Obviously to start with I have to make my camp.This was the first time I had set up the shelter in snow so it was a little different than usual, but after a little messing around and a little more digging I had something that was going to have to do cos it was getting late. I had to dig my fireplace down to the ground or else it would've disappeared into the snow after a few minutes. I got a fire on the go and made a cup of tea before bed and had a really good nights sleep.




















After two nights the original camp wasn't working too well, the shelter was sagging, the sleeping place was icy and uncomfortable. Instead of just fixing it I moved to a new location. I pitched the shelter alot higher giving me much more room inside and even tho it was snowing a fair bit not much came inside the shelter. My fire going at night was further away from the tree than it looks, but still I wouldnt make it that close in summer. The ground was nice and frozen and I only had a small fire so the tree was quite safe.
We have been told that in summer time you have to be careful that you are far enough from trees so that there are no big roots under your fire as they are full of resin and if too hot can start a fire underground spreading to the tree and the tree will almost burst into flames and good luck putting that one out.

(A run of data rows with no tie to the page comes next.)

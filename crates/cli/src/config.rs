//! Command line and environment configuration.
//!
//! Every option can also be set through an `LB_*` environment variable.

use std::net::SocketAddr;
use std::path::PathBuf;
use std::time::Duration;

use clap::{Args, Parser, Subcommand, ValueEnum};
use corelib::{HasherKind, PoolConfig, RequestIdPolicy, RingConfig};
use provisioning::DockerConfig;

#[derive(Parser, Debug)]
#[command(name = "ring-balancer", version, about = "Consistent-hashing HTTP load balancer")]
pub struct CliConfig {
    #[command(subcommand)]
    pub command: Command,
}

#[derive(Subcommand, Debug)]
pub enum Command {
    /// Run the load balancer.
    Serve(ServeArgs),
    /// Run a replica backend.
    Replica(ReplicaArgs),
    /// Route synthetic requests over an in-memory ring and report the spread.
    Simulate(SimulateArgs),
}

/// Ring shape shared by `serve` and `simulate`.
#[derive(Args, Debug, Clone)]
pub struct RingArgs {
    /// Number of ring cells.
    #[arg(long, env = "LB_SLOTS", default_value_t = corelib::ring::DEFAULT_SLOTS)]
    pub slots: usize,

    /// Virtual nodes per server.
    #[arg(long, env = "LB_VNODES", default_value_t = corelib::ring::DEFAULT_VNODES)]
    pub vnodes: usize,

    /// Placement hash: `sip` or `xxh3`.
    #[arg(long, env = "LB_HASHER", default_value = "sip")]
    pub hasher: HasherKind,
}

impl RingArgs {
    pub fn ring_config(&self) -> RingConfig {
        RingConfig {
            slots: self.slots,
            vnodes: self.vnodes,
            hasher: self.hasher,
        }
    }
}

#[derive(ValueEnum, Debug, Clone, Copy, PartialEq, Eq)]
pub enum ProvisionerKind {
    /// One docker container per server.
    Docker,
    /// Externally managed backends at fixed addresses.
    Fixed,
}

#[derive(Args, Debug, Clone)]
pub struct ServeArgs {
    /// Address to listen on.
    #[arg(long, env = "LB_LISTEN", default_value = "0.0.0.0:5000")]
    pub listen: SocketAddr,

    #[command(flatten)]
    pub ring: RingArgs,

    /// Request id derivation: `path` or `random`.
    #[arg(long, env = "LB_REQUEST_ID", default_value = "path")]
    pub request_id: RequestIdPolicy,

    /// Milliseconds Add/Remove wait for a concurrent mutation; unset waits forever.
    #[arg(long, env = "LB_CONTROL_TIMEOUT_MS")]
    pub control_timeout_ms: Option<u64>,

    /// Milliseconds allowed for one forwarded request.
    #[arg(long, env = "LB_FORWARD_TIMEOUT_MS", default_value_t = 5000)]
    pub forward_timeout_ms: u64,

    /// How backends are started and stopped.
    #[arg(long, value_enum, env = "LB_PROVISIONER", default_value = "docker")]
    pub provisioner: ProvisionerKind,

    /// Port backends listen on.
    #[arg(long, env = "LB_BACKEND_PORT", default_value_t = 5000)]
    pub backend_port: u16,

    /// `HOST=ADDRESS` mappings for the fixed provisioner.
    #[arg(long = "backend", env = "LB_BACKENDS", value_delimiter = ',')]
    pub backends: Vec<String>,

    /// Refuse hostnames without a `--backend` mapping.
    #[arg(long, env = "LB_STRICT_BACKENDS")]
    pub strict_backends: bool,

    /// Docker executable.
    #[arg(long, env = "LB_DOCKER", default_value = "docker")]
    pub docker: String,

    /// Run docker through sudo.
    #[arg(long, env = "LB_DOCKER_SUDO")]
    pub sudo: bool,

    /// Image every backend container runs.
    #[arg(long, env = "LB_IMAGE", default_value = "ring-balancer-replica:latest")]
    pub image: String,

    /// Docker network the containers join.
    #[arg(long, env = "LB_NETWORK")]
    pub network: Option<String>,

    /// Build the image from this directory before starting.
    #[arg(long, env = "LB_BUILD_CONTEXT")]
    pub build_context: Option<PathBuf>,

    /// Servers to add at startup.
    #[arg(long, env = "LB_REPLICAS", default_value_t = 0)]
    pub replicas: usize,

    /// Hostnames for the startup servers.
    #[arg(long = "hostname", env = "LB_HOSTNAMES", value_delimiter = ',')]
    pub hostnames: Vec<String>,
}

impl ServeArgs {
    pub fn pool_config(&self) -> PoolConfig {
        PoolConfig {
            ring: self.ring.ring_config(),
            control_timeout: self.control_timeout_ms.map(Duration::from_millis),
        }
    }

    pub fn forward_timeout(&self) -> Duration {
        Duration::from_millis(self.forward_timeout_ms)
    }

    pub fn docker_config(&self) -> DockerConfig {
        DockerConfig {
            binary: self.docker.clone(),
            sudo: self.sudo,
            image: self.image.clone(),
            network: self.network.clone(),
            port: self.backend_port,
            build_context: self.build_context.clone(),
        }
    }
}

#[derive(Args, Debug, Clone)]
pub struct ReplicaArgs {
    /// Server id reported by `/home`.
    #[arg(long, env = "ID")]
    pub id: String,

    /// Address to listen on.
    #[arg(long, env = "LB_REPLICA_LISTEN", default_value = "0.0.0.0:5000")]
    pub listen: SocketAddr,
}

#[derive(Args, Debug, Clone)]
pub struct SimulateArgs {
    #[command(flatten)]
    pub ring: RingArgs,

    /// Servers on the ring for the distribution run.
    #[arg(long, default_value_t = 3)]
    pub servers: u32,

    /// Synthetic requests per run.
    #[arg(long, default_value_t = 10_000)]
    pub requests: usize,

    /// Largest server count in the average-load sweep; 0 skips the sweep.
    #[arg(long, default_value_t = 6)]
    pub sweep_to: u32,

    /// Print JSON instead of text.
    #[arg(long)]
    pub json: bool,
}
//! Forwarding contract between the dispatcher and the transport.
//!
//! The dispatcher decides *where* a request goes; a `Forwarder` knows *how* to
//! deliver it. Keeping the HTTP client behind this trait lets the core route
//! without linking a network stack.

use async_trait::async_trait;
use bytes::Bytes;

use crate::error::Result;

/// Status and body a backend answered with.
#[derive(Clone, Debug, PartialEq, Eq)]
pub struct ForwardResponse {
    pub status: u16,
    pub content_type: Option<String>,
    pub body: Bytes,
}

impl ForwardResponse {
    /// Response with no content type.
    pub fn new(status: u16, body: impl Into<Bytes>) -> Self {
        Self {
            status,
            content_type: None,
            body: body.into(),
        }
    }

    /// True when the backend reported that it does not serve the path.
    pub fn is_not_found(&self) -> bool {
        self.status == 404
    }
}

/// Delivers a request to a resolved backend address.
#[async_trait]
pub trait Forwarder: Send + Sync + 'static {
    /// Send `GET path` to `address` and return the backend's answer.
    ///
    /// Any status the backend sends back is `Ok`; `Err` is reserved for
    /// failing to get an answer at all (`ForwardingFailed`). Dropping the
    /// returned future cancels the outbound request.
    async fn forward(&self, hostname: &str, address: &str, path: &str) -> Result<ForwardResponse>;
}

We had breakfast at the lean-to every morning prepared by the daily cooking group and set off for skiing over the lake at around eight lead by the daily guides orienteering to various locations. Some people pulled the sledges, we rotated the sledge pulling after lunch to make sure everyone had a go because on the solo ski we're gonna be pulling these bad boys loaded right up for 9 days. We had a few different types of sledge, I don't know which I'm gonna get for the solo ski trip? its going to be a lottery, but I hope its one of the bigger ones.

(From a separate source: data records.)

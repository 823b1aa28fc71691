//! Consistent hash ring implementation.
//!
//! The ring is a fixed-size slot array. Virtual nodes claim cells by linear
//! probing from their home slot; requests are served by the first occupied
//! cell at or after theirs.

pub mod position;
pub mod ring;

pub use position::Probe;
pub use ring::{HashRing, RingBuilder, RingConfig, DEFAULT_SLOTS, DEFAULT_VNODES};
//! Provisioning error types.

use thiserror::Error;

/// Errors raised while driving backend lifecycles.
#[derive(Debug, Error)]
pub enum ProvisionError {
    #[error("failed to spawn `{command}`: {source}")]
    Spawn {
        command: String,
        #[source]
        source: std::io::Error,
    },

    #[error("`{command}` exited with {status}: {stderr}")]
    CommandFailed {
        command: String,
        status: String,
        stderr: String,
    },

    #[error("no address configured for {0}")]
    UnknownHost(String),

    #[error("invalid backend mapping '{0}', expected HOST=ADDRESS")]
    InvalidMapping(String),
}

impl ProvisionError {
    /// Convert into the core error for the backend `hostname`.
    pub fn for_host(self, hostname: &str) -> corelib::Error {
        corelib::Error::ProvisioningFailed {
            hostname: hostname.to_string(),
            reason: self.to_string(),
        }
    }
}
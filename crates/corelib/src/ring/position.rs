//! Bounded linear probing over the slot array.

/// Cells visited by a forward scan that starts at `start` and wraps around.
///
/// The probe yields at most `slots` indices, so a scan over a full or empty
/// ring always terminates after one lap.
#[derive(Clone, Debug)]
pub struct Probe {
    next: usize,
    slots: usize,
    remaining: usize,
}

impl Probe {
    /// Probe starting at `start % slots`.
    pub fn new(start: usize, slots: usize) -> Self {
        Self {
            next: if slots == 0 { 0 } else { start % slots },
            slots,
            remaining: slots,
        }
    }

    /// Probe starting at the slot a raw hash reduces to.
    pub fn from_hash(hash: u64, slots: usize) -> Self {
        let start = if slots == 0 { 0 } else { (hash % slots as u64) as usize };
        Self::new(start, slots)
    }
}

impl Iterator for Probe {
    type Item = usize;

    fn next(&mut self) -> Option<usize> {
        if self.remaining == 0 {
            return None;
        }
        let slot = self.next;
        self.next = (self.next + 1) % self.slots;
        self.remaining -= 1;
        Some(slot)
    }

    fn size_hint(&self) -> (usize, Option<usize>) {
        (self.remaining, Some(self.remaining))
    }
}

impl ExactSizeIterator for Probe {}

#[cfg(test)]
mod tests {
    use super::*;

    #[test]
    fn test_probe_wraps() {
        let cells: Vec<usize> = Probe::new(6, 8).collect();
        assert_eq!(cells, vec![6, 7, 0, 1, 2, 3, 4, 5]);
    }

    #[test]
    fn test_probe_bounded() {
        assert_eq!(Probe::new(0, 512).count(), 512);
        assert_eq!(Probe::new(3, 0).count(), 0);
    }

    #[test]
    fn test_from_hash_reduces() {
        assert_eq!(Probe::from_hash(1029, 512).next(), Some(5));
    }
}
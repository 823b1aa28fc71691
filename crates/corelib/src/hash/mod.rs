//! Hash functions that place virtual nodes and requests on the ring.
//!
//! A `RingHasher` turns `(server, replica)` pairs and request ids into raw
//! 64-bit positions; the ring reduces them modulo its slot count. Hashers are
//! stateless and thread-safe, so one instance is shared by every lookup.

pub mod sip;
pub mod traits;
pub mod xxh3;

use std::str::FromStr;
use std::sync::Arc;

use serde::{Deserialize, Serialize};

use crate::error::Error;

pub use sip::SipRingHasher;
pub use traits::RingHasher;
pub use xxh3::Xxh3RingHasher;

/// Stable request id for a request path.
///
/// Repeated requests for the same path always map to the same id, which keeps
/// them sticky to one backend while the ring is unchanged.
#[inline]
pub fn path_request_id(path: &str) -> u64 {
    xxhash_rust::xxh3::xxh3_64(path.as_bytes())
}

/// Selects a `RingHasher` implementation by name.
#[derive(Clone, Copy, Debug, Default, PartialEq, Eq, Serialize, Deserialize)]
#[serde(rename_all = "lowercase")]
pub enum HasherKind {
    #[default]
    Sip,
    Xxh3,
}

impl HasherKind {
    /// Build the hasher this kind names.
    pub fn build(self) -> Arc<dyn RingHasher> {
        match self {
            HasherKind::Sip => Arc::new(SipRingHasher::default()),
            HasherKind::Xxh3 => Arc::new(Xxh3RingHasher::default()),
        }
    }
}

impl FromStr for HasherKind {
    type Err = Error;

    fn from_str(s: &str) -> Result<Self, Self::Err> {
        match s.to_ascii_lowercase().as_str() {
            "sip" | "siphash" => Ok(HasherKind::Sip),
            "xxh3" | "xxhash" => Ok(HasherKind::Xxh3),
            other => Err(Error::InvalidConfig(format!("unknown hasher '{other}'"))),
        }
    }
}

#[cfg(test)]
mod tests {
    use super::*;

    #[test]
    fn test_path_request_id_is_stable() {
        assert_eq!(path_request_id("/home"), path_request_id("/home"));
        assert_ne!(path_request_id("/home"), path_request_id("/heartbeat"));
    }

    #[test]
    fn test_hasher_kind_parse() {
        assert_eq!("sip".parse::<HasherKind>().unwrap(), HasherKind::Sip);
        assert_eq!("XXH3".parse::<HasherKind>().unwrap(), HasherKind::Xxh3);
        assert!("md5".parse::<HasherKind>().is_err());
    }

    #[test]
    fn test_build_names() {
        assert_eq!(HasherKind::Sip.build().name(), "SipRingHasher");
        assert_eq!(HasherKind::Xxh3.build().name(), "Xxh3RingHasher");
    }
}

Even tho it had been quite warm and there was some water on top of the ice in some places, there was still about half a metre of solid ice underneath us so no danger of falling in, but we practised a few saftey measures. Like using local knowledge, we could see that snowmobiles had recently been on the ice and had avoided the middle of the lake, so it was wise for us to do the same and we followed their tracks around narrow areas of the lake. Also unclipping our ski bindings, back packs and sledges so that if the ice did give way we could easily shake off the extra weight and hopefully pull ourselves out.
Water at river mouths, under bridges and areasof strong current often stay open and wont freeze over unless it gets very cold or there is a long spell of cold weather, to be on the safe side its best to avoid those areas anyway.




















We wern't always on the water tho. We had to ski and pull the sledges through the forest and up hills, it was not always easy. Especially for those at the front making new tracks in deep snow.

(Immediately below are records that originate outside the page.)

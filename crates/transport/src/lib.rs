//! HTTP surface of the load balancer.
//!
//! This crate provides the collaborators around the core:
//! - JSON wire types and the `successful`/`failure` envelope
//! - axum handlers for the control plane and the routed data plane
//! - A hyper-based `Forwarder`
//! - The replica backend application
//! - Signal-driven graceful shutdown
//!
//! # Routes
//!
//! | Method | Path | Description |
//! |---|---|---|
//! | GET | `/rep` | Pool status |
//! | POST | `/add` | Add servers |
//! | DELETE | `/rm` | Remove servers |
//! | GET | any other path | Routed to a backend |

pub mod codec;
pub mod forward;
pub mod handlers;
pub mod protocol;
pub mod replica;
pub mod server;
pub mod shutdown;

use std::sync::Arc;

use axum::routing::{delete, get, post};
use axum::Router;
use corelib::{Dispatcher, ServerPool};

pub use codec::{ApiError, Envelope, FailureMessage, Status};
pub use forward::{HttpForwarder, DEFAULT_FORWARD_TIMEOUT};
pub use protocol::{ReplicaSet, ScalePayload};
pub use replica::{replica_router, Greeting};
pub use server::serve_until;
pub use shutdown::shutdown_signal;

/// Shared state for the load balancer handlers.
#[derive(Clone, Debug)]
pub struct AppState {
    pub dispatcher: Dispatcher,
}

impl AppState {
    pub fn new(dispatcher: Dispatcher) -> Self {
        Self { dispatcher }
    }

    pub fn pool(&self) -> &Arc<ServerPool> {
        self.dispatcher.pool()
    }
}

/// Build the load balancer router (control plane + routed fallback).
pub fn build_router(state: AppState) -> Router {
    Router::new()
        .route("/rep", get(handlers::replica_status))
        .route("/add", post(handlers::add_servers))
        .route("/rm", delete(handlers::remove_servers))
        .fallback(handlers::route_request)
        .with_state(state)
}
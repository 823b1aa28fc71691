//! Replica backend application.
//!
//! The process the provisioner starts for every server: `/home` greets with
//! the server's id and `/heartbeat` answers 200 for liveness checks.

use axum::extract::State;
use axum::http::StatusCode;
use axum::routing::get;
use axum::{Json, Router};
use serde::{Deserialize, Serialize};

/// Body of `GET /home`.
#[derive(Debug, Clone, PartialEq, Eq, Serialize, Deserialize)]
pub struct Greeting {
    pub message: String,
}

/// Router for a replica identified by `id`.
pub fn replica_router(id: impl Into<String>) -> Router {
    Router::new()
        .route("/home", get(home))
        .route("/heartbeat", get(heartbeat))
        .with_state(id.into())
}

async fn home(State(id): State<String>) -> Json<Greeting> {
    Json(Greeting {
        message: format!("Hello from Server: {id}"),
    })
}

async fn heartbeat() -> StatusCode {
    StatusCode::OK
}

We carried all pots n' pans, water butts, food and everything for cooking lunch with us in the sledges. On this trip all main meals were communal and cooked by the daily cooking group. I dont remember who did the food plan for the week? but the meals were really good.

 

What goes up must come down and sometimes we came down hard! There are no pictures of my falls, but I had more than my fair share of crashes. Actually, at the bottom of the picture above of Seishi coming down a hill with a sledge you can see one of my landing spots.

It was a good week in all, even tho I fell over way too much, but I learnt alot about skiing and what I need to do before the solo trip.

Before I go, here are some more pics of Andy. He seems to get into a lot of my pictures. It was his birthday a while ago and he started some weird tradition in his village in Belarus some years ago that on your birthday you have to go outside and pour a bucket of cold water on yourself. I dont know why??



If the video works I'll put more on in the future.